◆ WORK REQUEST ◆
Every line in the records below that holds the word "return" is to be copied.

(Stored items)
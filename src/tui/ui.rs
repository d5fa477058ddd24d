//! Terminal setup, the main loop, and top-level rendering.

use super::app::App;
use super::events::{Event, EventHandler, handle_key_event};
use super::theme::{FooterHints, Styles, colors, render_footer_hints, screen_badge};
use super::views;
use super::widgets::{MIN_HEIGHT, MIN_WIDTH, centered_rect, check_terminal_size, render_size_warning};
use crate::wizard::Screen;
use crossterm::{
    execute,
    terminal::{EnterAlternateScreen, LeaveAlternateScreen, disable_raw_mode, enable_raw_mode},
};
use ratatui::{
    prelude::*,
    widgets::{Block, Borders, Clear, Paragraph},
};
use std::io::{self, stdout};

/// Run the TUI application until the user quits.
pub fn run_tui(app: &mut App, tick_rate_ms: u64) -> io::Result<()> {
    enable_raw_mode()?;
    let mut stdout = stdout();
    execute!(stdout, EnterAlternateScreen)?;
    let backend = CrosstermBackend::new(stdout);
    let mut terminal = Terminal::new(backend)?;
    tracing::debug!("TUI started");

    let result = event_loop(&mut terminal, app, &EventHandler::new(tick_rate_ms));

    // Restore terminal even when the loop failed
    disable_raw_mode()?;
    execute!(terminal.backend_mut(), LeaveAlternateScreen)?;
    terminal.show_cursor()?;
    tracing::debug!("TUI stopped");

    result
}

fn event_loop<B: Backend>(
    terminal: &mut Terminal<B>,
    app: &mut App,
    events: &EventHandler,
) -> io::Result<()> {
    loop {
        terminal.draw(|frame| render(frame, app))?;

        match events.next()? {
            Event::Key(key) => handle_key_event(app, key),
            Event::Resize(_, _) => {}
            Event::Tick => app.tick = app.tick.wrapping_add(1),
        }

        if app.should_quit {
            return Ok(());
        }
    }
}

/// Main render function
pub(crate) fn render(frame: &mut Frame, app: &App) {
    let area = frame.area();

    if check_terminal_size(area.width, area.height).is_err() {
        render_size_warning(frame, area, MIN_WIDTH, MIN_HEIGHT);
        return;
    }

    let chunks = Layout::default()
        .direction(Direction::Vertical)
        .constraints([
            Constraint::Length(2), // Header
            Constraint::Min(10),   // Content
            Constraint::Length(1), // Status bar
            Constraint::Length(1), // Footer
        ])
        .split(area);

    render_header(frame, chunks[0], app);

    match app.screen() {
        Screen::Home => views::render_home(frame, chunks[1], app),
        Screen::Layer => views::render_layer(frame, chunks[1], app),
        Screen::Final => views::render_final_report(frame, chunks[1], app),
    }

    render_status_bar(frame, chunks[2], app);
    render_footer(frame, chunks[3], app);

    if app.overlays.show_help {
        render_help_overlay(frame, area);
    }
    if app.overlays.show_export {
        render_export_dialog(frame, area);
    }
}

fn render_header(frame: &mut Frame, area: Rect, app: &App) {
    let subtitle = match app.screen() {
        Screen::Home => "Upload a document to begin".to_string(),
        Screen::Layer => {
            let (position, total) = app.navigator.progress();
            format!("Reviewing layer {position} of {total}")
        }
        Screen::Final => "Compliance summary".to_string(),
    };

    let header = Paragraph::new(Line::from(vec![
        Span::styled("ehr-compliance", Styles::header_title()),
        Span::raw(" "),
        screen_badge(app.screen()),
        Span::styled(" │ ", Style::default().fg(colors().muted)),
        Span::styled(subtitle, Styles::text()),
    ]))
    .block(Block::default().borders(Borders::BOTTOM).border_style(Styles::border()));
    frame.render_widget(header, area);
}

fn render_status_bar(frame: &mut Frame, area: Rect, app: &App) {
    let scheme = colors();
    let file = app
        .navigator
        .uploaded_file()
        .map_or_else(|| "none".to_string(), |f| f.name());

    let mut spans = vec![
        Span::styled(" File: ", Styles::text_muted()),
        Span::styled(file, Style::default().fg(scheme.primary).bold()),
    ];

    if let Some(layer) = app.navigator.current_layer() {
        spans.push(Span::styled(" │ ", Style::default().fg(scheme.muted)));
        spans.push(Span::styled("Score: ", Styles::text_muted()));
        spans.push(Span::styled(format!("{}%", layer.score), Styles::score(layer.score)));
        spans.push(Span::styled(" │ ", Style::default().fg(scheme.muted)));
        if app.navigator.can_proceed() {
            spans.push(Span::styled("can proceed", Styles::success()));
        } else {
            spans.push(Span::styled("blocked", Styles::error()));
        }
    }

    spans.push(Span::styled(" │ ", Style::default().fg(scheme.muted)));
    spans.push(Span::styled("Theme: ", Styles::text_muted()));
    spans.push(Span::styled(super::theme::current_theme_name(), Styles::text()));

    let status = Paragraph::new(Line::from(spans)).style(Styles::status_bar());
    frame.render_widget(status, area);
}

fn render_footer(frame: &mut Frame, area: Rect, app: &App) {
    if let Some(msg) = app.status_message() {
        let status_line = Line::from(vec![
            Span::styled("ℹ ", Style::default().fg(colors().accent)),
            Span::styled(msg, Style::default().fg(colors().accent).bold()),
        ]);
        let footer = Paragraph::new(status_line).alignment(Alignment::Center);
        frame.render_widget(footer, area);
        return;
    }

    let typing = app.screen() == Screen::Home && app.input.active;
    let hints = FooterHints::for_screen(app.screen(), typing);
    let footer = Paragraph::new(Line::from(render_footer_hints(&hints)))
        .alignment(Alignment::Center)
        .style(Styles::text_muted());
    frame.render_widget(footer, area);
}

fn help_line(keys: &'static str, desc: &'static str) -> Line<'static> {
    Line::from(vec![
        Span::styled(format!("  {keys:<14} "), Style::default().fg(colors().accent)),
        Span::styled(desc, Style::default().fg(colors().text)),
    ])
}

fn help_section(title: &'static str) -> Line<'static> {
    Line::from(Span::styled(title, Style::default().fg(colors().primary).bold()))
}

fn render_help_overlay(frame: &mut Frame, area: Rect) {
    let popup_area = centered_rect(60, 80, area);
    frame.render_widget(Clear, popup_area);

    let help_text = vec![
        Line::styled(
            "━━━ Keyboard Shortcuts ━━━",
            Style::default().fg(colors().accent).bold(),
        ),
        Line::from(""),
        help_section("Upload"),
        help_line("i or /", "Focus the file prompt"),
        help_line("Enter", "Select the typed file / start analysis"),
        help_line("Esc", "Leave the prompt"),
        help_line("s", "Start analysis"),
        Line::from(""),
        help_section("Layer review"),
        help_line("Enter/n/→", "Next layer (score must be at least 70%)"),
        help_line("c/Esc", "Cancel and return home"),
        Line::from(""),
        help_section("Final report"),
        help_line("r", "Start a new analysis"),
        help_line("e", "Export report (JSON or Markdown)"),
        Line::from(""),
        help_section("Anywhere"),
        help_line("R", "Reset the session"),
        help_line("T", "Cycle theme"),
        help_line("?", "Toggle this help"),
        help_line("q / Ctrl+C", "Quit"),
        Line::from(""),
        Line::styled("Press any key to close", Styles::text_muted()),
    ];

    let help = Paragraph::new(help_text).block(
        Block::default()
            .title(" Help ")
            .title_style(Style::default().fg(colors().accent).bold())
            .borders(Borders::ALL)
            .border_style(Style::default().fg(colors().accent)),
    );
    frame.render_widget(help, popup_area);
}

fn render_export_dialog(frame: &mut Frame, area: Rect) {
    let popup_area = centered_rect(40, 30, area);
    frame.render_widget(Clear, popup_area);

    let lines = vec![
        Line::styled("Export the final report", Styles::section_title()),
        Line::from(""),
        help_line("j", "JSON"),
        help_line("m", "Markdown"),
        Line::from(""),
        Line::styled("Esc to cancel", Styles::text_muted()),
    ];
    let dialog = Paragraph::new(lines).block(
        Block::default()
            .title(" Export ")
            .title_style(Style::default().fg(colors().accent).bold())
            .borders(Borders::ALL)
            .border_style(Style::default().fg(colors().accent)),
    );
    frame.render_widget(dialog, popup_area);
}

◆ RESULT OF THE TASK ◆
            return Ok(());
        return;
        return;
        help_line("c/Esc", "Cancel and return home"),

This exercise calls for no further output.